I have a data model where each "thing" has a number of children and can be represented by JSON like the following.

{
    "id": "1",
    "name": "parent_1",
    ... other parent fields ...
    "children": [
        {
            "id": "1_a",
            "name": "child_1_a"
            ... other child fields ...
        },
        {
            "id": "1_b",
            "name": "child_1_b"
            ... other child fields ...
        }
    ]
}

The requirement is that we find all the parent things which contain children whose name matches a certain pattern.

Constraints

We have various constraints:

  1. We must store the data in Cosmos with the SQL API.
  2. We can only use Azure Search.

Problem

Ideally, we would store the each parent "thing" as a whole document in Cosmos with all its children.
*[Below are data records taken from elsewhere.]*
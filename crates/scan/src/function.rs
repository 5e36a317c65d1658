//! The `delta_scan` table function.
//!
//! A [`FunctionRegistry`] maps names to [`TableFunction`]s. Registering
//! [`DeltaScanFunction`] makes Delta tables readable by path:
//!
//! ```rust,no_run
//! # use std::collections::HashMap;
//! # use std::sync::Arc;
//! # use deltalake_scan::*;
//! # async fn run() -> DeltaResult<()> {
//! let registry = FunctionRegistry::default();
//! register_delta_scan(&registry, Arc::new(DefaultEngine::new()));
//! let result = registry
//!     .scan(
//!         DELTA_SCAN_FUNCTION_NAME,
//!         ScanRequest::new("s3://bucket/table").with_option("version", "3"),
//!     )
//!     .await?;
//! let batches = result.collect().await?;
//! # Ok(())
//! # }
//! ```

use std::collections::HashMap;
use std::sync::Arc;

use arrow_array::RecordBatch;
use arrow_schema::SchemaRef as ArrowSchemaRef;
use async_trait::async_trait;
use dashmap::DashMap;
use futures::stream::BoxStream;
use futures::{future, StreamExt, TryStreamExt};
use itertools::Itertools;
use tracing::{debug, instrument};
use url::Url;

use crate::kernel::TableEngineRef;
use crate::multi_file::{
    filter_batch, Expr, FileReadPlan, MultiFileReader, MultiFileReaderGlobalState,
};
use crate::reader::parquet::ParquetFile;
use crate::reader::DeltaMultiFileReader;
use crate::snapshot::DeltaTableSnapshot;
use crate::table::config::ParseResult;
use crate::table::path::to_delta_path;
use crate::table::MultiFileReaderOptions;
use crate::{DeltaResult, DeltaTableError};

/// Name `delta_scan` is registered under.
pub const DELTA_SCAN_FUNCTION_NAME: &str = "delta_scan";

/// Arguments of a table function call.
#[derive(Debug, Clone, Default)]
pub struct ScanRequest {
    /// Location of the table.
    pub path: String,
    /// Named options, keys are case insensitive.
    pub options: HashMap<String, String>,
    /// Filters every returned row satisfies.
    pub filters: Vec<Expr>,
    /// Indices of the bound columns to return, all columns when `None`.
    pub projection: Option<Vec<usize>>,
}

impl ScanRequest {
    pub fn new(path: impl Into<String>) -> Self {
        Self {
            path: path.into(),
            ..Default::default()
        }
    }

    pub fn with_option(mut self, key: impl Into<String>, value: impl Into<String>) -> Self {
        self.options.insert(key.into(), value.into());
        self
    }

    pub fn with_filter(mut self, filter: Expr) -> Self {
        self.filters.push(filter);
        self
    }

    pub fn with_projection(mut self, projection: Vec<usize>) -> Self {
        self.projection = Some(projection);
        self
    }
}

/// Rows produced by a table function.
pub struct ScanResult {
    pub schema: ArrowSchemaRef,
    pub stream: BoxStream<'static, DeltaResult<RecordBatch>>,
}

impl std::fmt::Debug for ScanResult {
    fn fmt(&self, f: &mut std::fmt::Formatter<'_>) -> std::fmt::Result {
        f.debug_struct("ScanResult")
            .field("schema", &self.schema)
            .finish_non_exhaustive()
    }
}

impl ScanResult {
    /// Drain the stream.
    pub async fn collect(self) -> DeltaResult<Vec<RecordBatch>> {
        self.stream.try_collect().await
    }
}

/// A function producing a table.
#[async_trait]
pub trait TableFunction: Send + Sync + std::fmt::Debug {
    fn name(&self) -> &str;

    async fn scan(&self, request: ScanRequest) -> DeltaResult<ScanResult>;
}

/// Table functions by name.
#[derive(Debug, Default)]
pub struct FunctionRegistry {
    functions: DashMap<String, Arc<dyn TableFunction>>,
}

impl FunctionRegistry {
    /// Register `function` under its name, replacing a previous registration.
    pub fn register(&self, function: Arc<dyn TableFunction>) -> Option<Arc<dyn TableFunction>> {
        self.functions
            .insert(function.name().to_ascii_lowercase(), function)
    }

    pub fn get(&self, name: &str) -> Option<Arc<dyn TableFunction>> {
        self.functions
            .get(&name.to_ascii_lowercase())
            .map(|f| f.value().clone())
    }

    /// Names of all registered functions, sorted.
    pub fn names(&self) -> Vec<String> {
        self.functions.iter().map(|f| f.key().clone()).sorted().collect()
    }

    /// Call the function registered as `name`.
    pub async fn scan(&self, name: &str, request: ScanRequest) -> DeltaResult<ScanResult> {
        let function = self
            .get(name)
            .ok_or_else(|| DeltaTableError::generic(format!("Table function '{name}' does not exist")))?;
        function.scan(request).await
    }
}

/// Register `delta_scan` backed by `engine`.
pub fn register_delta_scan(registry: &FunctionRegistry, engine: TableEngineRef) {
    registry.register(Arc::new(DeltaScanFunction::new(engine)));
}

/// Reads a Delta table as the files of its snapshot.
#[derive(Debug, Clone)]
pub struct DeltaScanFunction {
    reader: Arc<DeltaMultiFileReader>,
    settings: HashMap<String, String>,
}

impl DeltaScanFunction {
    pub fn new(engine: TableEngineRef) -> Self {
        Self {
            reader: Arc::new(DeltaMultiFileReader::new(engine)),
            settings: HashMap::new(),
        }
    }

    /// Options applied to every call unless the call sets them itself.
    pub fn with_settings(mut self, settings: HashMap<String, String>) -> Self {
        self.settings = settings;
        self
    }

    fn parse_options(&self, request: &HashMap<String, String>) -> DeltaResult<MultiFileReaderOptions> {
        let mut merged: HashMap<String, String> = self
            .settings
            .iter()
            .map(|(k, v)| (k.to_ascii_lowercase(), v.clone()))
            .collect();
        merged.extend(request.iter().map(|(k, v)| (k.to_ascii_lowercase(), v.clone())));

        let mut options = MultiFileReaderOptions::default();
        let mut generic = Vec::new();
        for (key, value) in merged {
            if !self.reader.parse_option(&key, &value, &mut options)? {
                generic.push((key, value));
            }
        }
        let parsed: ParseResult<MultiFileReaderOptions> = generic.into_iter().collect();
        parsed.raise_errors()?;
        if let Some(key) = parsed.unparsed.keys().sorted().next() {
            return Err(DeltaTableError::InvalidOption {
                key: key.clone(),
                reason: format!("unknown option for {DELTA_SCAN_FUNCTION_NAME}"),
            });
        }
        Ok(MultiFileReaderOptions {
            custom_options: options.custom_options,
            ..parsed.config
        })
    }
}

#[async_trait]
impl TableFunction for DeltaScanFunction {
    fn name(&self) -> &str {
        DELTA_SCAN_FUNCTION_NAME
    }

    #[instrument(skip_all, fields(path = %request.path))]
    async fn scan(&self, request: ScanRequest) -> DeltaResult<ScanResult> {
        let options = self.parse_options(&request.options)?;

        let files = self.reader.create_file_list(&request.path, &options).await?;
        let bind = self.reader.bind(&files, &options).await?;
        let files = match files.complex_filter_pushdown(&request.filters).await? {
            Some(narrowed) => Arc::new(narrowed),
            None => files,
        };
        let global =
            self.reader
                .initialize_global_state(&bind, request.projection.as_deref(), &request.filters)?;
        debug!(
            version = files.version(),
            columns = global.columns.len(),
            filters = request.filters.len(),
            "starting Delta scan"
        );

        let schema = global.output_schema.clone();
        let context = Arc::new(ScanContext {
            reader: self.reader.clone(),
            files,
            global,
            batch_size: options.batch_size,
        });

        let paths = futures::stream::try_unfold(
            (context.clone(), 0usize),
            |(context, file_number)| async move {
                Ok::<_, DeltaTableError>(context
                    .files
                    .file(file_number)
                    .await?
                    .map(|path| ((file_number, path), (context, file_number + 1))))
            },
        );
        let stream = paths
            .map_ok(move |(file_number, path)| read_file(context.clone(), file_number, path))
            .try_buffered(options.file_concurrency)
            .try_flatten()
            .boxed();

        Ok(ScanResult { schema, stream })
    }
}

struct ScanContext {
    reader: Arc<DeltaMultiFileReader>,
    files: Arc<DeltaTableSnapshot>,
    global: MultiFileReaderGlobalState,
    batch_size: usize,
}

impl ScanContext {
    fn finish_chunk(&self, plan: &FileReadPlan, row_offset: u64, chunk: RecordBatch) -> DeltaResult<RecordBatch> {
        let batch = self
            .reader
            .finalize_chunk(&self.files, &self.global, plan, row_offset, chunk)?;
        let batch = filter_batch(&batch, &self.global.filters)?;
        Ok(batch.project(&self.global.output_projection)?)
    }
}

#[instrument(level = "debug", skip(context))]
async fn read_file(
    context: Arc<ScanContext>,
    file_number: usize,
    path: String,
) -> DeltaResult<BoxStream<'static, DeltaResult<RecordBatch>>> {
    let location = Url::parse(&to_delta_path(&path))?;
    let (store, object_path) = context.files.engine().object_store(&location)?;
    let file = ParquetFile::open(store, object_path).await?;

    let mapping = context
        .reader
        .create_name_mapping(&context.global, &path, file.schema())?;
    let plan = Arc::new(
        context
            .reader
            .finalize_bind(&context.global, file_number, &path, &mapping)?,
    );
    let chunks = file.read(&plan.projection, context.batch_size)?;

    let batches = futures::stream::try_unfold(
        (chunks, 0u64),
        move |(mut chunks, row_offset)| {
            let context = context.clone();
            let plan = plan.clone();
            async move {
                let Some(chunk) = chunks.try_next().await? else {
                    return Ok::<_, DeltaTableError>(None);
                };
                let rows = chunk.num_rows() as u64;
                let batch = context.finish_chunk(&plan, row_offset, chunk)?;
                Ok::<_, DeltaTableError>(Some((batch, (chunks, row_offset + rows))))
            }
        },
    )
    .try_filter(|batch| future::ready(batch.num_rows() > 0))
    .boxed();
    Ok(batches)
}

#[cfg(test)]
mod tests {
    use super::*;
    use crate::test_utils::{MockEngine, MockTable};

    fn function() -> DeltaScanFunction {
        DeltaScanFunction::new(Arc::new(MockEngine::new(MockTable::with_batches(vec![]))))
    }

    fn options(pairs: &[(&str, &str)]) -> HashMap<String, String> {
        pairs
            .iter()
            .map(|(k, v)| (k.to_string(), v.to_string()))
            .collect()
    }

    #[test]
    fn test_registry() {
        let registry = FunctionRegistry::default();
        register_delta_scan(&registry, Arc::new(crate::DefaultEngine::new()));
        assert_eq!(registry.names(), vec![DELTA_SCAN_FUNCTION_NAME.to_string()]);
        assert!(registry.get("DELTA_SCAN").is_some());
        assert!(registry.get("delta_table").is_none());
    }

    #[tokio::test]
    async fn test_unknown_function() {
        let registry = FunctionRegistry::default();
        let err = registry
            .scan("nope", ScanRequest::new("memory:///t/"))
            .await
            .unwrap_err();
        assert!(matches!(err, DeltaTableError::Generic(_)));
    }

    #[test]
    fn test_parse_options_splits_delta_and_generic() {
        let options = function()
            .parse_options(&options(&[
                ("Version", "1"),
                ("batch_size", "16"),
                ("filename", "true"),
                ("file_row_number", "1"),
            ]))
            .unwrap();
        assert_eq!(options.batch_size, 16);
        assert!(options.filename);
        let config = DeltaMultiFileReader::scan_config(&options).unwrap();
        assert_eq!(config.version, Some(1));
        assert!(config.file_row_number);
    }

    #[test]
    fn test_parse_options_rejects_unknown_and_invalid() {
        let err = function()
            .parse_options(&options(&[("bogus", "1")]))
            .unwrap_err();
        assert!(matches!(err, DeltaTableError::InvalidOption { key, .. } if key == "bogus"));

        let err = function()
            .parse_options(&options(&[("batch_size", "0")]))
            .unwrap_err();
        assert!(matches!(err, DeltaTableError::InvalidOption { key, .. } if key == "batch_size"));

        let err = function()
            .parse_options(&options(&[("version", "-1")]))
            .unwrap_err();
        assert!(matches!(err, DeltaTableError::InvalidOption { key, .. } if key == "version"));
    }

    #[test]
    fn test_call_options_override_settings() {
        let function = function().with_settings(options(&[("BATCH_SIZE", "4"), ("filename", "1")]));
        let options = function
            .parse_options(&options(&[("batch_size", "2")]))
            .unwrap();
        assert_eq!(options.batch_size, 2);
        assert!(options.filename);
    }

    #[tokio::test]
    async fn test_scan_of_empty_table_yields_no_rows() {
        let result = function()
            .scan(ScanRequest::new("memory:///mock/").with_projection(vec![0]))
            .await
            .unwrap();
        assert_eq!(result.schema.fields().len(), 1);
        assert_eq!(result.schema.field(0).name(), "id");
        assert!(result.collect().await.unwrap().is_empty());
    }
}
//! Owning wrappers around resources handed out by a table engine.
//!
//! Every resource an engine returns (snapshot, scan, scan-data iterator,
//! global scan state, selection vector) is wrapped in a [`KernelHandle`]
//! exactly once. The handle owns the resource, is movable but not copyable,
//! and releases the resource exactly once when dropped.

use std::fmt;
use std::ops::{Deref, DerefMut};

use tracing::trace;

use crate::{DeltaResult, DeltaTableError};

/// A resource owned by a [`KernelHandle`].
pub trait KernelResource: Send + Sync {
    /// Short name of the resource kind, used in logs and errors.
    fn kind(&self) -> &'static str;

    /// Give back whatever the engine associated with this resource.
    ///
    /// Called exactly once, when the owning handle is dropped.
    fn release(&mut self) {}
}

/// Exclusive owner of one engine resource.
pub struct KernelHandle<R: ?Sized + KernelResource> {
    inner: Box<R>,
}

impl<R: ?Sized + KernelResource> KernelHandle<R> {
    /// Wrap a resource.
    pub fn new(inner: Box<R>) -> Self {
        Self { inner }
    }

    /// Wrap a resource the engine may have failed to produce.
    pub fn try_new(inner: Option<Box<R>>, kind: &'static str) -> DeltaResult<Self> {
        inner
            .map(Self::new)
            .ok_or(DeltaTableError::NullHandle(kind))
    }

    /// Borrow the wrapped resource.
    pub fn get(&self) -> &R {
        &self.inner
    }

    /// Mutably borrow the wrapped resource.
    pub fn get_mut(&mut self) -> &mut R {
        &mut self.inner
    }
}

impl<R: KernelResource> KernelHandle<R> {
    /// Wrap a sized resource value.
    pub fn from_value(value: R) -> Self {
        Self::new(Box::new(value))
    }
}

impl<R: ?Sized + KernelResource> Deref for KernelHandle<R> {
    type Target = R;

    fn deref(&self) -> &R {
        &self.inner
    }
}

impl<R: ?Sized + KernelResource> DerefMut for KernelHandle<R> {
    fn deref_mut(&mut self) -> &mut R {
        &mut self.inner
    }
}

impl<R: ?Sized + KernelResource> Drop for KernelHandle<R> {
    fn drop(&mut self) {
        trace!(kind = self.inner.kind(), "releasing kernel handle");
        self.inner.release();
    }
}

impl<R: ?Sized + KernelResource> fmt::Debug for KernelHandle<R> {
    fn fmt(&self, f: &mut fmt::Formatter<'_>) -> fmt::Result {
        f.debug_struct("KernelHandle")
            .field("kind", &self.inner.kind())
            .finish()
    }
}

#[cfg(test)]
mod tests {
    use std::sync::atomic::{AtomicUsize, Ordering};
    use std::sync::Arc;

    use super::*;

    struct Counted(Arc<AtomicUsize>);

    impl KernelResource for Counted {
        fn kind(&self) -> &'static str {
            "counted"
        }

        fn release(&mut self) {
            self.0.fetch_add(1, Ordering::SeqCst);
        }
    }

    #[test]
    fn test_release_runs_once_on_drop() {
        let released = Arc::new(AtomicUsize::new(0));
        let handle = KernelHandle::from_value(Counted(released.clone()));
        assert_eq!(released.load(Ordering::SeqCst), 0);
        drop(handle);
        assert_eq!(released.load(Ordering::SeqCst), 1);
    }

    #[test]
    fn test_moving_handle_does_not_release() {
        let released = Arc::new(AtomicUsize::new(0));
        let handle = KernelHandle::from_value(Counted(released.clone()));
        let moved = vec![handle];
        assert_eq!(released.load(Ordering::SeqCst), 0);
        drop(moved);
        assert_eq!(released.load(Ordering::SeqCst), 1);
    }

    #[test]
    fn test_null_handle_is_an_error() {
        let res = KernelHandle::<Counted>::try_new(None, "snapshot");
        assert!(matches!(res, Err(DeltaTableError::NullHandle("snapshot"))));
    }
}
//! Row reconciliation for Delta scans.
//!
//! [`DeltaMultiFileReader`] plugs a [`DeltaTableSnapshot`] into the generic
//! multi-file pipeline: partition values become constant columns, the file
//! and row ordinals are exposed as provenance columns, and rows hidden by a
//! deletion vector are dropped before a chunk leaves the reader.

use std::sync::Arc;

use arrow_array::{
    new_null_array, ArrayRef, Int64Array, RecordBatch, RecordBatchOptions, StringArray,
    UInt64Array,
};
use arrow_cast::{can_cast_types, cast};
use arrow_schema::{DataType, Schema};
use arrow_select::filter::filter_record_batch;
use async_trait::async_trait;
use tracing::{debug, trace};

use crate::kernel::{PrimitiveType, TableEngineRef};
use crate::multi_file::{
    computed_column, schema_of, ColumnBinding, ColumnSource, Expr, FileReadPlan,
    MultiFileBindData, MultiFileColumn, MultiFileReader, MultiFileReaderGlobalState, NameMapping,
};
use crate::snapshot::DeltaTableSnapshot;
use crate::table::config::{try_parse_impl, TryUpdateKey, FILENAME_COLUMN};
use crate::table::{DeltaScanConfig, MultiFileReaderOptions};
use crate::{DeltaResult, DeltaTableError};

pub(crate) mod parquet;

/// [`MultiFileReader`] over the files of Delta table snapshots.
#[derive(Debug, Clone)]
pub struct DeltaMultiFileReader {
    engine: TableEngineRef,
}

impl DeltaMultiFileReader {
    pub fn new(engine: TableEngineRef) -> Self {
        Self { engine }
    }

    pub fn engine(&self) -> &TableEngineRef {
        &self.engine
    }

    /// Delta options captured by [`MultiFileReader::parse_option`].
    pub fn scan_config(options: &MultiFileReaderOptions) -> DeltaResult<DeltaScanConfig> {
        let (config, _) = try_parse_impl(&options.custom_options)?;
        Ok(config)
    }
}

#[async_trait]
impl MultiFileReader for DeltaMultiFileReader {
    type FileList = DeltaTableSnapshot;

    fn parse_option(
        &self,
        key: &str,
        value: &str,
        options: &mut MultiFileReaderOptions,
    ) -> DeltaResult<bool> {
        let mut probe = DeltaScanConfig::default();
        match probe.try_update_key(key, value) {
            Ok(Some(())) => {
                options
                    .custom_options
                    .insert(key.to_ascii_lowercase(), value.to_string());
                Ok(true)
            }
            Ok(None) => Ok(false),
            Err(err) => Err(DeltaTableError::InvalidOption {
                key: key.to_string(),
                reason: err.to_string(),
            }),
        }
    }

    async fn create_file_list(
        &self,
        path: &str,
        options: &MultiFileReaderOptions,
    ) -> DeltaResult<Arc<DeltaTableSnapshot>> {
        let config = Self::scan_config(options)?;
        let snapshot = DeltaTableSnapshot::open(self.engine.clone(), path, config.version).await?;
        Ok(Arc::new(snapshot))
    }

    async fn bind(
        &self,
        files: &DeltaTableSnapshot,
        options: &MultiFileReaderOptions,
    ) -> DeltaResult<MultiFileBindData> {
        let config = Self::scan_config(options)?;
        let bound = files.bind()?;

        let mut columns = Vec::with_capacity(bound.schema.fields().len() + 3);
        for (field, arrow_field) in bound
            .schema
            .fields()
            .iter()
            .zip(bound.arrow_schema.fields().iter())
        {
            let source = if bound.partition_columns.contains(field.name()) {
                ColumnSource::Partition(field.name().clone())
            } else {
                ColumnSource::Data(field.physical_name(bound.column_mapping_mode)?.to_string())
            };
            columns.push(MultiFileColumn {
                field: arrow_field.clone(),
                source,
            });
        }
        // partition columns without a type in the schema are exposed as strings
        for name in &bound.partition_columns {
            if bound.schema.field(name).is_none() {
                columns.push(computed_column(
                    name,
                    DataType::Utf8,
                    true,
                    ColumnSource::Partition(name.clone()),
                ));
            }
        }

        let mut synthetic = Vec::new();
        if options.filename {
            synthetic.push((FILENAME_COLUMN, DataType::Utf8, ColumnSource::Filename));
        }
        if config.delta_file_number {
            synthetic.push((
                config.delta_file_number_column.as_str(),
                DataType::UInt64,
                ColumnSource::FileNumber,
            ));
        }
        if config.file_row_number {
            synthetic.push((
                config.file_row_number_column.as_str(),
                DataType::Int64,
                ColumnSource::RowNumber,
            ));
        }
        for (name, data_type, source) in synthetic {
            if columns.iter().any(|c| c.field.name().eq_ignore_ascii_case(name)) {
                return Err(DeltaTableError::InvalidOption {
                    key: name.to_string(),
                    reason: format!("column '{name}' already exists in table {}", files.path()),
                });
            }
            columns.push(computed_column(name, data_type, false, source));
        }

        debug!(
            path = files.path(),
            version = files.version(),
            columns = columns.len(),
            "bound Delta scan"
        );
        Ok(MultiFileBindData { columns })
    }

    fn initialize_global_state(
        &self,
        bind: &MultiFileBindData,
        projection: Option<&[usize]>,
        filters: &[Expr],
    ) -> DeltaResult<MultiFileReaderGlobalState> {
        let output: Vec<usize> = match projection {
            Some(projection) => projection.to_vec(),
            None => (0..bind.columns.len()).collect(),
        };
        if let Some(idx) = output.iter().find(|idx| **idx >= bind.columns.len()) {
            return Err(DeltaTableError::generic(format!(
                "Projected column {idx} is out of range, the scan has {} columns",
                bind.columns.len()
            )));
        }

        let mut materialized = output.clone();
        for name in filters.iter().flat_map(|f| f.column_refs()) {
            let idx = bind.index_of(name).ok_or_else(|| {
                DeltaTableError::generic(format!("Filter references unknown column '{name}'"))
            })?;
            if !materialized.contains(&idx) {
                materialized.push(idx);
            }
        }

        let columns: Vec<_> = materialized
            .iter()
            .map(|idx| bind.columns[*idx].clone())
            .collect();
        let output_projection: Vec<usize> = (0..output.len()).collect();
        let schema = schema_of(&columns);
        let output_schema = Arc::new(schema.project(&output_projection)?);
        Ok(MultiFileReaderGlobalState {
            columns,
            schema,
            output_projection,
            output_schema,
            filters: filters.to_vec(),
        })
    }

    fn create_name_mapping(
        &self,
        global: &MultiFileReaderGlobalState,
        file_path: &str,
        file_schema: &Schema,
    ) -> DeltaResult<NameMapping> {
        let file_columns = global
            .columns
            .iter()
            .map(|column| {
                let ColumnSource::Data(physical) = &column.source else {
                    return Ok(None);
                };
                let idx = file_schema.index_of(physical).ok().or_else(|| {
                    file_schema
                        .fields()
                        .iter()
                        .position(|f| f.name().eq_ignore_ascii_case(physical))
                });
                match idx {
                    Some(idx) => {
                        let file_type = file_schema.field(idx).data_type();
                        let expected = column.field.data_type();
                        if file_type != expected && !can_cast_types(file_type, expected) {
                            return Err(DeltaTableError::schema_mismatch(
                                file_path,
                                format!(
                                    "column '{}' has type {file_type}, expected {expected}",
                                    column.field.name()
                                ),
                            ));
                        }
                        Ok(Some(idx))
                    }
                    None if column.field.is_nullable() => Ok(None),
                    None => Err(DeltaTableError::schema_mismatch(
                        file_path,
                        format!(
                            "required column '{}' (physical name '{physical}') is missing",
                            column.field.name()
                        ),
                    )),
                }
            })
            .collect::<DeltaResult<Vec<_>>>()?;
        Ok(NameMapping { file_columns })
    }

    fn finalize_bind(
        &self,
        global: &MultiFileReaderGlobalState,
        file_number: usize,
        file_path: &str,
        mapping: &NameMapping,
    ) -> DeltaResult<FileReadPlan> {
        if mapping.file_columns.len() != global.columns.len() {
            return Err(DeltaTableError::schema_mismatch(
                file_path,
                format!(
                    "name mapping covers {} columns, the scan has {}",
                    mapping.file_columns.len(),
                    global.columns.len()
                ),
            ));
        }
        let mut projection: Vec<usize> = mapping.file_columns.iter().flatten().copied().collect();
        projection.sort_unstable();
        projection.dedup();

        let columns = global
            .columns
            .iter()
            .zip(&mapping.file_columns)
            .map(|(column, file_idx)| match (&column.source, file_idx) {
                (ColumnSource::Data(_), Some(file_idx)) => {
                    ColumnBinding::FromFile(projection.partition_point(|p| p < file_idx))
                }
                (ColumnSource::Data(_), None) => ColumnBinding::Missing,
                (source, _) => ColumnBinding::Computed(source.clone()),
            })
            .collect();

        trace!(file = file_path, ?projection, "finalized file bind");
        Ok(FileReadPlan {
            file_number,
            path: file_path.to_string(),
            projection,
            columns,
        })
    }

    fn finalize_chunk(
        &self,
        files: &DeltaTableSnapshot,
        global: &MultiFileReaderGlobalState,
        plan: &FileReadPlan,
        row_offset: u64,
        chunk: RecordBatch,
    ) -> DeltaResult<RecordBatch> {
        let num_rows = chunk.num_rows();
        let metadata = files.metadata(plan.file_number);

        let mut arrays: Vec<ArrayRef> = Vec::with_capacity(global.columns.len());
        for (column, binding) in global.columns.iter().zip(&plan.columns) {
            let target = column.field.data_type();
            let array: ArrayRef = match binding {
                ColumnBinding::FromFile(idx) => {
                    let array = chunk.column(*idx).clone();
                    if array.data_type() == target {
                        array
                    } else {
                        cast(&array, target)?
                    }
                }
                ColumnBinding::Missing => new_null_array(target, num_rows),
                ColumnBinding::Computed(ColumnSource::Partition(name)) => {
                    let ty = files
                        .bind()?
                        .schema
                        .field(name)
                        .and_then(|f| f.data_type().as_primitive())
                        .cloned()
                        .unwrap_or(PrimitiveType::String);
                    let value = metadata.partition_value(name, &ty).map_err(|err| {
                        DeltaTableError::MetadataDecode {
                            path: files.path().to_string(),
                            file: plan.path.clone(),
                            version: metadata.delta_snapshot_version,
                            reason: err.to_string(),
                        }
                    })?;
                    cast(&value.to_array(num_rows)?, target)?
                }
                ColumnBinding::Computed(ColumnSource::Filename) => Arc::new(
                    StringArray::from_iter_values(std::iter::repeat_n(plan.path.as_str(), num_rows)),
                ),
                ColumnBinding::Computed(ColumnSource::FileNumber) => Arc::new(
                    UInt64Array::from_value(plan.file_number as u64, num_rows),
                ),
                ColumnBinding::Computed(ColumnSource::RowNumber) => Arc::new(
                    Int64Array::from_iter_values(
                        (row_offset..row_offset + num_rows as u64).map(|row| row as i64),
                    ),
                ),
                ColumnBinding::Computed(ColumnSource::Data(name)) => {
                    return Err(DeltaTableError::generic(format!(
                        "column '{name}' must be read from {}",
                        plan.path
                    )))
                }
            };
            arrays.push(array);
        }

        let options = RecordBatchOptions::new().with_row_count(Some(num_rows));
        let batch = RecordBatch::try_new_with_options(global.schema.clone(), arrays, &options)?;

        if !metadata.hides_rows(row_offset, num_rows) {
            return Ok(batch);
        }
        let Some(selection) = &metadata.selection_vector else {
            return Ok(batch);
        };
        let mask = selection.to_filter(row_offset, num_rows);
        let filtered = filter_record_batch(&batch, &mask)?;
        trace!(
            file = %plan.path,
            row_offset,
            removed = num_rows - filtered.num_rows(),
            "applied selection vector"
        );
        Ok(filtered)
    }
}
However, there can be lots of children meaning that the document size sometimes exceeds the 2MB limit for Cosmos documents.

Things I've tried

Attempt 1

An alternative is to store separate parent and child documents in the same Azure Cosmos collection, distinguish the parents from the children with a type field and reference the parent with an id field. e.g.

Parent

{
    "id": "1",
    "name": "parent_1",
    "type": "parent"
}

Child 1

{
    "id": "1_a",
    "name": "child_1_a",
    "type": "child",
    "parentId": "1"
}

Child 2

{
    "id": "1_b",
    "name": "child_1_b",
    "type": "child",
    "parentId": "1"
}

However, then searching on the child name can bring back many pages of results for the same parent, so to get only a few parents may require 1000s of pages of matching children to be brought back which is not ideal from a performance point of view.

Attempt 2

I thought I could use a JOIN in Cosoms to populate the Azure Search. However, this would need cross document joins which are not supported.

Other Alternatives

Other suggestions I've seen are:

  • Facet on the id of the parent, but I've read that this would perform badly.

  • Batch the children into into batches (e.g. of 500 children) and attach each batch to a parent. If there are multiple batches for a single parent, then denormalise the fields for the parent. This is currently the only option which works for the current data, although it seems to just delay the problem - e.g. at some point it is possible that the number of batches will become large enough to reduce search performance once more.

Question

Is it possible to use Cosmos (SQL-API) and Azure Search for this requirement and if so how?

1

1 Answers

0
votes

Why don't you store into Azure Search all the children as individual documents, then just add another property with the parent information you need:

{
            "id": "1_a",
            "name": "child_1_a"
            ... other child fields ...,
            "parent": {
                 "parentId":123,
                 "parentName":"x"
                  ... other parent fields ...,
            }    
}

your queries should be simplified as well (in my opinion).